Start of Data section

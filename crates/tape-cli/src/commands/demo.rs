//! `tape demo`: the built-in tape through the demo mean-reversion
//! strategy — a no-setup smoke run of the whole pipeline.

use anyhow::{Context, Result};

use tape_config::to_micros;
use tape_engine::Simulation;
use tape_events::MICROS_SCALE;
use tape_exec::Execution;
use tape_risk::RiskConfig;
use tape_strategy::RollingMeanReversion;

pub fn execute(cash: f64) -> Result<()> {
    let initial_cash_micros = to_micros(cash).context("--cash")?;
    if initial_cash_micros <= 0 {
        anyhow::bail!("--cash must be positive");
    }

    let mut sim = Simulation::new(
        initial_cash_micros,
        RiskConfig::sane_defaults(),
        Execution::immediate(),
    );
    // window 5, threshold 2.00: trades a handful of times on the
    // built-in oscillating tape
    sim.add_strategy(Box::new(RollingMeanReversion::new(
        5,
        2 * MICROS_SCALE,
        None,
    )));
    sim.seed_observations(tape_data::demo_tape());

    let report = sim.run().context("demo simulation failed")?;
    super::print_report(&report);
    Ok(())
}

End of Data section

Exercise details: Each record must be output exactly, with none omitted.

Answer box:
filename crates/tape-cli/src/commands/demo.rs
//! `tape demo`: the built-in tape through the demo mean-reversion
//! strategy — a no-setup smoke run of the whole pipeline.

use anyhow::{Context, Result};

use tape_config::to_micros;
use tape_engine::Simulation;
use tape_events::MICROS_SCALE;
use tape_exec::Execution;
use tape_risk::RiskConfig;
use tape_strategy::RollingMeanReversion;

pub fn execute(cash: f64) -> Result<()> {
    let initial_cash_micros = to_micros(cash).context("--cash")?;
    if initial_cash_micros <= 0 {
        anyhow::bail!("--cash must be positive");
    }

    let mut sim = Simulation::new(
        initial_cash_micros,
        RiskConfig::sane_defaults(),
        Execution::immediate(),
    );
    // window 5, threshold 2.00: trades a handful of times on the
    // built-in oscillating tape
    sim.add_strategy(Box::new(RollingMeanReversion::new(
        5,
        2 * MICROS_SCALE,
        None,
    )));
    sim.seed_observations(tape_data::demo_tape());

    let report = sim.run().context("demo simulation failed")?;
    super::print_report(&report);
    Ok(())
}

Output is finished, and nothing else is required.